It is vital to open new channels of communication to serve everyone in an academic department or program. We encourage librarians to build bridges across disciplines. The lines we draw to define our jobs are not necessarily clear or beneficial to the departments we serve. Librarians wish to serve, but may simply be unaware that they are excluding a segment of the department, such as those teaching and researching outside the traditional science in programs in K-12 education programs or the general education curriculum. Students seeking degrees in secondary education take most of their courses in the major, physically and academically separated from the education department and off the radar of the Education Librarian. We can't assume that teaching faculty will come to us, if they feel underserved. We can't afford to let major programs fall through the cracks. The rewards from going the extra mile to assess departmental needs are great. The results offer the potential to build new bonds within the library and across campus, resulting in improved resources and services to faculty and students. This joint endeavor has been eye-opening for the two of us and has given us a deep sense of satisfaction knowing that we have made a positive contribution to the level of service and scholarship at our college. We encourage others to share with us their experiences in collaborating with other subject librarians so that we may continue to learn.

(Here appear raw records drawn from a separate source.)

//! Cable client: callback registration and connection lifecycle.
//!
//! # Lifecycle
//!
//! ```text
//!   Client::new ──► Constructed ──serve()──► Serving ──close()──► Closed
//!                   (register)              (decode loop +
//!                                            dispatch tasks)
//! ```
//!
//! Callbacks are registered while `Constructed` and each becomes a dispatch
//! task that starts when `serve()` succeeds. Calling `serve()` twice,
//! `close()` twice, or registering after `serve()` fails with
//! [`ClientError::InvalidState`].
//!
//! # Usage
//!
//! ```ignore
//! let mut client = Client::new("wss://example.com/cable");
//!
//! client.on_connect(|_conn| async { log::info!("welcome"); Ok(()) })?;
//! client.on_event("AgentChannel", |_conn, payload| async move {
//!     let payload = payload?;
//!     let data: serde_json::Value = payload.data()?;
//!     log::info!("AgentChannel: {data}");
//!     Ok(())
//! })?;
//!
//! client.serve().await?;
//! // ...
//! client.close().await?;
//! ```
//!
//! # Dispatch semantics
//!
//! Frames of one category are handed to exactly one waiting task (see
//! [`crate::hub`]). Two `on_event` registrations therefore compete for event
//! frames, and a frame taken by the task for another channel is dropped.
//! Register one callback per category when every frame matters.
//!
//! A callback that does not return holds its category slot, which in turn
//! holds up the decode loop for every category.

// Rust guideline compliant 2026-02

pub mod connection;
mod decode_loop;
mod dispatch;

use std::future::Future;
use std::sync::Arc;

use futures_util::FutureExt;
use tokio::task::JoinHandle;

use crate::config::ClientConfig;
use crate::error::{ClientError, ClientState};
use crate::hub::DispatchHub;
use crate::protocol::{FrameKind, Payload};
use crate::transport::ws::WsConnector;
use crate::transport::Connector;

pub use connection::Connection;
use dispatch::{DispatchTask, TaskContext};

/// Client for one cable connection.
pub struct Client {
    address: String,
    config: ClientConfig,
    connector: Arc<dyn Connector>,
    hub: Arc<DispatchHub>,
    state: ClientState,
    /// Registered callbacks not yet started.
    pending: Vec<DispatchTask>,
    /// Decode loop and started dispatch tasks.
    running: Vec<JoinHandle<()>>,
    connection: Option<Connection>,
}

impl std::fmt::Debug for Client {
    fn fmt(&self, f: &mut std::fmt::Formatter<'_>) -> std::fmt::Result {
        f.debug_struct("Client")
            .field("address", &self.address)
            .field("state", &self.state)
            .field("pending", &self.pending.len())
            .field("running", &self.running.len())
            .finish_non_exhaustive()
    }
}

impl Client {
    /// Create a client for `address` using the WebSocket transport and the
    /// default config. `http(s)://` addresses are dialed as `ws(s)://`.
    pub fn new(address: impl Into<String>) -> Self {
        Self {
            address: address.into(),
            config: ClientConfig::default(),
            connector: Arc::new(WsConnector),
            hub: Arc::new(DispatchHub::new()),
            state: ClientState::Constructed,
            pending: Vec::new(),
            running: Vec::new(),
            connection: None,
        }
    }

    /// Replace the transport configuration.
    #[must_use]
    pub fn with_config(mut self, config: ClientConfig) -> Self {
        self.config = config;
        self
    }

    /// Replace the transport.
    #[must_use]
    pub fn with_connector(mut self, connector: impl Connector + 'static) -> Self {
        self.connector = Arc::new(connector);
        self
    }

    /// Address passed to the connector.
    #[must_use]
    pub fn address(&self) -> &str {
        &self.address
    }

    /// Transport configuration.
    #[must_use]
    pub fn config(&self) -> &ClientConfig {
        &self.config
    }

    /// Current lifecycle state.
    #[must_use]
    pub fn state(&self) -> ClientState {
        self.state
    }

    /// Handle to the live connection, once serving.
    #[must_use]
    pub fn connection(&self) -> Option<Connection> {
        self.connection.clone()
    }

    // =========================================================================
    // Registration
    // =========================================================================

    /// Run `callback` for every connection-ack (`welcome`) frame.
    pub fn on_connect<F, Fut>(&mut self, callback: F) -> Result<(), ClientError>
    where
        F: Fn(Connection) -> Fut + Send + 'static,
        Fut: Future<Output = anyhow::Result<()>> + Send + 'static,
    {
        self.ensure_registrable("register on_connect")?;
        let rx = self.hub.slot(FrameKind::ConnectAck).receiver();
        self.pending.push(Box::new(move |ctx: TaskContext| {
            dispatch::run_slot_loop("on_connect", rx, ctx, move |conn, _frame| {
                Some(callback(conn))
            })
            .boxed()
        }));
        Ok(())
    }

    /// Run `callback` for every liveness (`ping`) frame.
    pub fn on_heartbeat<F, Fut>(&mut self, callback: F) -> Result<(), ClientError>
    where
        F: Fn(Connection, Payload) -> Fut + Send + 'static,
        Fut: Future<Output = anyhow::Result<()>> + Send + 'static,
    {
        self.ensure_registrable("register on_heartbeat")?;
        let rx = self.hub.slot(FrameKind::Liveness).receiver();
        self.pending.push(Box::new(move |ctx: TaskContext| {
            dispatch::run_slot_loop("on_heartbeat", rx, ctx, move |conn, frame| {
                Some(callback(conn, Payload::new(frame)))
            })
            .boxed()
        }));
        Ok(())
    }

    /// Subscribe to `channel` once serving, then run `callback` for every
    /// event frame this task takes whose identifier names `channel`.
    ///
    /// If the subscribe write fails, `callback` is invoked once with the
    /// error and the task keeps listening.
    pub fn on_event<F, Fut>(
        &mut self,
        channel: impl Into<String>,
        callback: F,
    ) -> Result<(), ClientError>
    where
        F: Fn(Connection, Result<Payload, ClientError>) -> Fut + Send + 'static,
        Fut: Future<Output = anyhow::Result<()>> + Send + 'static,
    {
        self.ensure_registrable("register on_event")?;
        let channel = channel.into();
        let rx = self.hub.slot(FrameKind::ChannelData).receiver();
        self.pending.push(Box::new(move |ctx: TaskContext| {
            async move {
                if let Err(e) = ctx.conn.subscribe(&channel).await {
                    log::warn!("[Cable] Subscribe to {} failed: {}", channel, e);
                    dispatch::log_failure("on_event", callback(ctx.conn.clone(), Err(e)).await);
                }

                dispatch::run_slot_loop("on_event", rx, ctx, move |conn, frame| {
                    if dispatch::is_for_channel(&frame, &channel) {
                        Some(callback(conn, Ok(Payload::new(frame))))
                    } else {
                        log::trace!(
                            "[Cable] on_event({}) dropping frame for {:?}",
                            channel,
                            frame.identifier().map(|id| id.channel().to_string())
                        );
                        None
                    }
                })
                .await;
            }
            .boxed()
        }));
        Ok(())
    }

    /// Run `callback` once, when the client is closed.
    pub fn on_disconnect<F, Fut>(&mut self, callback: F) -> Result<(), ClientError>
    where
        F: FnOnce(Connection) -> Fut + Send + 'static,
        Fut: Future<Output = anyhow::Result<()>> + Send + 'static,
    {
        self.ensure_registrable("register on_disconnect")?;
        self.pending.push(Box::new(move |ctx: TaskContext| {
            async move {
                ctx.shutdown.cancelled().await;
                dispatch::log_failure("on_disconnect", callback(ctx.conn).await);
            }
            .boxed()
        }));
        Ok(())
    }

    /// Run `callback` for every error the decode loop reports (read
    /// failures, undecodable frames, end of stream). Without an error
    /// callback those errors are only logged.
    pub fn on_error<F, Fut>(&mut self, callback: F) -> Result<(), ClientError>
    where
        F: Fn(ClientError) -> Fut + Send + 'static,
        Fut: Future<Output = anyhow::Result<()>> + Send + 'static,
    {
        self.ensure_registrable("register on_error")?;
        let rx = self.hub.errors().receiver();
        self.pending.push(Box::new(move |ctx: TaskContext| {
            dispatch::run_slot_loop("on_error", rx, ctx, move |_conn, error| {
                Some(callback(error))
            })
            .boxed()
        }));
        Ok(())
    }

    fn ensure_registrable(&self, operation: &'static str) -> Result<(), ClientError> {
        if self.state == ClientState::Constructed {
            Ok(())
        } else {
            Err(ClientError::invalid_state(operation, self.state))
        }
    }

    // =========================================================================
    // Lifecycle
    // =========================================================================

    /// Dial the transport, then start the decode loop and every registered
    /// dispatch task.
    ///
    /// On a connect error the client stays `Constructed`.
    pub async fn serve(&mut self) -> Result<(), ClientError> {
        if self.state != ClientState::Constructed {
            return Err(ClientError::invalid_state("serve", self.state));
        }

        log::info!("[Cable] Dialing {}", self.address);
        let (sink, source) = self.connector.connect(&self.address, &self.config).await?;
        let conn = Connection::new(&self.address, sink);

        let ctx = TaskContext {
            conn: conn.clone(),
            shutdown: self.hub.shutdown_token(),
        };
        let task_count = self.pending.len();
        for task in self.pending.drain(..) {
            self.running.push(tokio::spawn(task(ctx.clone())));
        }
        self.running
            .push(tokio::spawn(decode_loop::run(source, Arc::clone(&self.hub))));

        self.connection = Some(conn);
        self.state = ClientState::Serving;
        log::info!(
            "[Cable] Serving {} with {} dispatch task(s)",
            self.address,
            task_count
        );
        Ok(())
    }

    /// Fire the shutdown broadcast and close the transport write side.
    ///
    /// Every running dispatch task observes the shutdown: looping tasks stop
    /// without further callbacks, `on_disconnect` callbacks fire once, and
    /// the decode loop stops reading. Callbacks registered on a client that
    /// never served are discarded without running.
    pub async fn close(&mut self) -> Result<(), ClientError> {
        match self.state {
            ClientState::Closed => return Err(ClientError::invalid_state("close", self.state)),
            ClientState::Constructed => self.pending.clear(),
            ClientState::Serving => {}
        }

        self.state = ClientState::Closed;
        self.hub.shutdown();
        log::info!("[Cable] Closed {}", self.address);

        if let Some(conn) = &self.connection {
            conn.close().await?;
        }
        Ok(())
    }

    /// Wait for the decode loop and every dispatch task to finish.
    ///
    /// Only returns once the client is closed (or the peer ended the stream
    /// and no dispatch task is registered).
    pub async fn join(&mut self) {
        let handles = std::mem::take(&mut self.running);
        for result in futures_util::future::join_all(handles).await {
            if let Err(e) = result {
                log::warn!("[Cable] Task ended abnormally: {}", e);
            }
        }
    }

    // =========================================================================
    // Commands
    // =========================================================================

    /// Subscribe to `channel`.
    pub async fn subscribe(&self, channel: &str) -> Result<(), ClientError> {
        self.live_connection("subscribe")?.subscribe(channel).await
    }

    /// Cancel the subscription to `channel`.
    pub async fn unsubscribe(&self, channel: &str) -> Result<(), ClientError> {
        self.live_connection("unsubscribe")?
            .unsubscribe(channel)
            .await
    }

    /// Invoke `action` on `channel`.
    pub async fn perform(
        &self,
        channel: &str,
        action: &str,
        data: serde_json::Value,
    ) -> Result<(), ClientError> {
        self.live_connection("perform")?
            .perform(channel, action, data)
            .await
    }

    fn live_connection(&self, operation: &'static str) -> Result<&Connection, ClientError> {
        match (self.state, &self.connection) {
            (ClientState::Serving, Some(conn)) => Ok(conn),
            (ClientState::Closed, _) => Err(ClientError::invalid_state(operation, self.state)),
            _ => Err(ClientError::NotConnected),
        }
    }
}

impl Drop for Client {
    fn drop(&mut self) {
        self.hub.shutdown();
    }
}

1 Author Clarification: The College of New Jersey (TCNJ) was founded in 1855 as The New Jersey State Normal School with a focus on teacher education. In 1966 the NJ State Legislature designated it a liberal arts college offering diverse majors and during the 1980s it became a limited-sized, highly-selective-admissions liberal arts college. Over the last 10 years, TCNJ has experienced curriculum transformations to reflect a growing emphasis on the teacher-scholar model and undergraduate research.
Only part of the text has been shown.